Output, word for word, every line from the start of the listing down to and including the line that contains "use conference_central::api::AppState;"; include nothing else.

───── Data to process

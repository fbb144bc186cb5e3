//! Conference Central - Binary Entry Point
//!
//! Starts the HTTP API with the background email worker and the periodic
//! announcement refresh.

use std::process::ExitCode;
use std::sync::Arc;

use tokio::net::TcpListener;
use tokio::signal;
use tracing::{error, info};
use tracing_subscriber::{fmt, EnvFilter};

use conference_central::announcements::{spawn_refresh_task, MemoryCache};
use conference_central::api::http::create_router;
use conference_central::api::AppState;
use conference_central::auth::JwtAuth;
use conference_central::config::Config;
use conference_central::notify::{spawn_email_worker, QueueNotifier};
use conference_central::{ConferenceCentral, EntityStore};

#[tokio::main]
async fn main() -> ExitCode {
    fmt().with_env_filter(EnvFilter::from_default_env()).init();

    match run(Config::from_env()).await {
        Ok(()) => ExitCode::SUCCESS,
        Err(e) => {
            error!(error = %e, "Server failed");
            ExitCode::FAILURE
        }
    }
}

async fn run(config: Config) -> Result<(), Box<dyn std::error::Error>> {
    let store = match &config.data_file {
        Some(path) => EntityStore::open(path)?,
        None => {
            info!("CONFERENCE_DATA_FILE not set, keeping data in memory only");
            EntityStore::new()
        }
    }
    .with_retries(config.transaction_retries);
    if let Some(path) = store.snapshot_path() {
        info!(path = %path.display(), entities = store.len(), "Persisting to snapshot");
    }

    let (notifier, emails) = QueueNotifier::new();
    let email_worker = spawn_email_worker(emails);

    let central = Arc::new(ConferenceCentral::with_collaborators(
        Arc::new(store),
        Arc::new(notifier),
        Arc::new(MemoryCache::new()),
    ));
    let refresher = spawn_refresh_task(
        central.announcements().clone(),
        central.store_handle(),
        config.announcement_refresh,
    );

    let auth = JwtAuth::from_secret_or_generated(config.jwt_secret.as_deref())?;
    let state = Arc::new(AppState::new(Arc::clone(&central), Arc::new(auth)));
    let app = create_router(state);

    let listener = TcpListener::bind(("0.0.0.0", config.port)).await?;
    info!(port = config.port, "Conference Central listening");

    axum::serve(listener, app)
        .with_graceful_shutdown(shutdown_signal())
        .await?;

    refresher.abort();
    // Dropping the services drops the last notifier, letting the worker finish
    drop(central);
    match email_worker.await {
        Ok(delivered) => info!(delivered, "Email worker stopped"),
        Err(e) => error!(error = %e, "Email worker panicked"),
    }

    info!("Server shut down");
    Ok(())
}

async fn shutdown_signal() {
    let ctrl_c = async {
        if let Err(e) = signal::ctrl_c().await {
            error!(error = %e, "Failed to install Ctrl+C handler");
            std::future::pending::<()>().await;
        }
        info!("Received Ctrl+C, shutting down");
    };

    #[cfg(unix)]
    let terminate = async {
        match signal::unix::signal(signal::unix::SignalKind::terminate()) {
            Ok(mut stream) => {
                stream.recv().await;
                info!("Received terminate signal, shutting down");
            }
            Err(e) => {
                error!(error = %e, "Failed to install signal handler");
                std::future::pending::<()>().await;
            }
        }
    };

    #[cfg(not(unix))]
    let terminate = std::future::pending::<()>();

    tokio::select! {
        _ = ctrl_c => {},
        _ = terminate => {},
    }
}
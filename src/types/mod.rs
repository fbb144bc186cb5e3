//! Data types for Conference Central
//!
//! Entities, their keys, and the forms exchanged with clients.

mod conference;
pub mod forms;
mod key;
mod profile;
mod session;
mod wishlist;

use serde::{Deserialize, Serialize};

pub use conference::{Conference, DEFAULT_CITY, DEFAULT_TOPICS};
pub use forms::{
    ConferenceFields, ConferenceForm, ConferencesAndSessions, ProfileForm, ProfileMiniForm,
    SessionFields, SessionForm, WishlistForm,
};
pub use key::{EntityKey, Kind, KeyId};
pub use profile::{Profile, TeeShirtSize};
pub use session::{Session, SESSION_TYPES};
pub use wishlist::WishlistEntry;

/// Any stored entity
#[derive(Debug, Clone, PartialEq, Serialize, Deserialize)]
#[serde(tag = "kind", content = "data")]
pub enum Entity {
    Profile(Profile),
    Conference(Conference),
    Session(Session),
    Wishlist(WishlistEntry),
}

impl Entity {
    pub fn key(&self) -> &EntityKey {
        match self {
            Entity::Profile(p) => &p.key,
            Entity::Conference(c) => &c.key,
            Entity::Session(s) => &s.key,
            Entity::Wishlist(w) => &w.key,
        }
    }
}
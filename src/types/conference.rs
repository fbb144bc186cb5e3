//! Conference entity

use chrono::{Datelike, NaiveDate};
use serde::{Deserialize, Serialize};

use super::EntityKey;

/// City used when the organizer leaves it blank
pub const DEFAULT_CITY: &str = "Default City";

/// Topics used when the organizer gives none
pub const DEFAULT_TOPICS: &[&str] = &["Default", "Topic"];

/// A conference, keyed under its organizer's profile
#[derive(Debug, Clone, PartialEq, Serialize, Deserialize)]
#[serde(rename_all = "camelCase")]
pub struct Conference {
    pub key: EntityKey,
    pub name: String,
    #[serde(default, skip_serializing_if = "Option::is_none")]
    pub description: Option<String>,
    pub organizer_user_id: String,
    #[serde(default)]
    pub topics: Vec<String>,
    pub city: String,
    #[serde(default, skip_serializing_if = "Option::is_none")]
    pub start_date: Option<NaiveDate>,
    #[serde(default, skip_serializing_if = "Option::is_none")]
    pub end_date: Option<NaiveDate>,
    /// Month of `start_date`, 0 when there is none
    #[serde(default)]
    pub month: i64,
    #[serde(default)]
    pub max_attendees: i64,
    #[serde(default)]
    pub seats_available: i64,
}

impl Conference {
    /// Month number used by the `MONTH` filter
    pub fn month_of(start_date: Option<NaiveDate>) -> i64 {
        start_date.map(|d| i64::from(d.month())).unwrap_or(0)
    }

    /// Number of seats currently taken
    pub fn registered_count(&self) -> i64 {
        self.max_attendees - self.seats_available
    }

    /// Whether the conference is in progress on `date` (both bounds inclusive)
    pub fn runs_on(&self, date: NaiveDate) -> bool {
        match (self.start_date, self.end_date) {
            (Some(start), Some(end)) => start <= date && date <= end,
            (Some(start), None) => start == date,
            _ => false,
        }
    }

    /// `0 <= seatsAvailable <= maxAttendees`
    pub fn seats_consistent(&self) -> bool {
        self.seats_available >= 0 && self.seats_available <= self.max_attendees
    }
}
//! Utility functions and helpers
//!
//! Atomic snapshot writes and date/time parsing.

pub mod atomic;
pub mod time;

pub use time::{parse_date, parse_optional_date, parse_optional_time, parse_time};
//! JSONL snapshot persistence for the entity store
//!
//! One record per line. The whole snapshot is rewritten after every committed
//! mutation through [`atomic_write_with`], while the caller holds the store's
//! write lock.

use std::collections::BTreeMap;
use std::fs;
use std::io::Write;
use std::path::Path;

use serde::{Deserialize, Serialize};
use tracing::warn;

use super::Record;
use crate::error::ConferenceResult;
use crate::types::{Entity, EntityKey};
use crate::utils::atomic::atomic_write_with;

/// On-disk form of one stored entity
#[derive(Debug, Serialize, Deserialize)]
pub(crate) struct StoredRecord {
    pub version: u64,
    pub entity: Entity,
}

/// Load a snapshot; a missing file is an empty store
pub(crate) fn load_snapshot(path: &Path) -> ConferenceResult<Vec<StoredRecord>> {
    if !path.exists() {
        return Ok(Vec::new());
    }

    let content = fs::read_to_string(path)?;
    let mut records = Vec::new();

    for (line_no, line) in content.lines().enumerate() {
        let line = line.trim();
        if line.is_empty() {
            continue;
        }

        match serde_json::from_str::<StoredRecord>(line) {
            Ok(record) => records.push(record),
            Err(e) => warn!(
                path = %path.display(),
                line = line_no + 1,
                error = %e,
                "Skipping unreadable snapshot line"
            ),
        }
    }

    Ok(records)
}

/// Rewrite the snapshot from the current records (caller holds the lock)
pub(crate) fn write_snapshot(path: &Path, records: &BTreeMap<EntityKey, Record>) -> ConferenceResult<()> {
    atomic_write_with(path, |file| {
        for record in records.values() {
            let line = serde_json::to_string(&StoredRecordRef {
                version: record.version,
                entity: &record.entity,
            })?;
            writeln!(file, "{}", line)?;
        }
        Ok(())
    })?;
    Ok(())
}

/// Borrowing twin of [`StoredRecord`] to avoid cloning every entity on write
#[derive(Serialize)]
struct StoredRecordRef<'a> {
    version: u64,
    entity: &'a Entity,
}
//! Atomic snapshot writes
//!
//! Snapshots are written to a sibling `.tmp` file, synced, then renamed over
//! the final path, so a reader sees either the previous snapshot or the new
//! one and never a torn file.

use std::fs::{self, File};
use std::io::{self, Write};
use std::path::Path;

use thiserror::Error;

/// Result type for atomic operations
pub type AtomicResult<T> = Result<T, AtomicError>;

/// Errors that can occur during atomic operations
#[derive(Error, Debug)]
pub enum AtomicError {
    #[error("IO error: {0}")]
    Io(#[from] io::Error),
}

/// Atomically replace `path` with the lines produced by `write_fn`
///
/// ```ignore
/// atomic_write_with("data/conference.jsonl", |file| {
///     writeln!(file, "{}", line)?;
///     Ok(())
/// })?;
/// ```
pub fn atomic_write_with<P, F>(path: P, write_fn: F) -> AtomicResult<()>
where
    P: AsRef<Path>,
    F: FnOnce(&mut File) -> io::Result<()>,
{
    let path = path.as_ref();
    let temp_path = path.with_extension("tmp");

    if let Some(parent) = path.parent() {
        if !parent.as_os_str().is_empty() {
            fs::create_dir_all(parent)?;
        }
    }

    let mut file = File::create(&temp_path)?;
    write_fn(&mut file)?;
    file.flush()?;
    file.sync_all()?;

    fs::rename(&temp_path, path)?;

    Ok(())
}

/// Remove a `.tmp` sibling left behind by an interrupted snapshot write
///
/// Returns whether a leftover file was found.
pub fn cleanup_temp_file<P: AsRef<Path>>(path: P) -> AtomicResult<bool> {
    let temp_path = path.as_ref().with_extension("tmp");
    if !temp_path.exists() {
        return Ok(false);
    }
    fs::remove_file(&temp_path)?;
    Ok(true)
}

#[cfg(test)]
mod tests {
    use super::*;

    #[test]
    fn test_replaces_previous_snapshot() {
        let dir = tempfile::tempdir().unwrap();
        let path = dir.path().join("conference.jsonl");
        fs::write(&path, "stale\n").unwrap();

        atomic_write_with(&path, |file| {
            for id in 1..=2 {
                writeln!(file, "{{\"version\":{}}}", id)?;
            }
            Ok(())
        })
        .unwrap();

        assert_eq!(
            fs::read_to_string(&path).unwrap(),
            "{\"version\":1}\n{\"version\":2}\n"
        );
        assert!(!path.with_extension("tmp").exists());
    }

    #[test]
    fn test_failed_write_keeps_previous_snapshot() {
        let dir = tempfile::tempdir().unwrap();
        let path = dir.path().join("conference.jsonl");
        fs::write(&path, "kept\n").unwrap();

        let result = atomic_write_with(&path, |_| Err(io::Error::new(io::ErrorKind::Other, "disk full")));

        assert!(matches!(result, Err(AtomicError::Io(_))));
        assert_eq!(fs::read_to_string(&path).unwrap(), "kept\n");
    }

    #[test]
    fn test_snapshot_dir_is_created() {
        let dir = tempfile::tempdir().unwrap();
        let path = dir.path().join("data").join("conference.jsonl");

        atomic_write_with(&path, |file| writeln!(file, "{{}}")).unwrap();
        assert!(path.is_file());
    }

    #[test]
    fn test_cleanup_temp_file() {
        let dir = tempfile::tempdir().unwrap();
        let path = dir.path().join("conference.jsonl");
        fs::write(path.with_extension("tmp"), "partial").unwrap();

        assert!(cleanup_temp_file(&path).unwrap());
        assert!(!path.with_extension("tmp").exists());
        assert!(!cleanup_temp_file(&path).unwrap());
    }
}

──────────

• Written solution:
repository fbb144bc186cb5e3
//! Conference Central - Binary Entry Point
//!
//! Starts the HTTP API with the background email worker and the periodic
//! announcement refresh.

use std::process::ExitCode;
use std::sync::Arc;

use tokio::net::TcpListener;
use tokio::signal;
use tracing::{error, info};
use tracing_subscriber::{fmt, EnvFilter};

use conference_central::announcements::{spawn_refresh_task, MemoryCache};
use conference_central::api::http::create_router;
use conference_central::api::AppState;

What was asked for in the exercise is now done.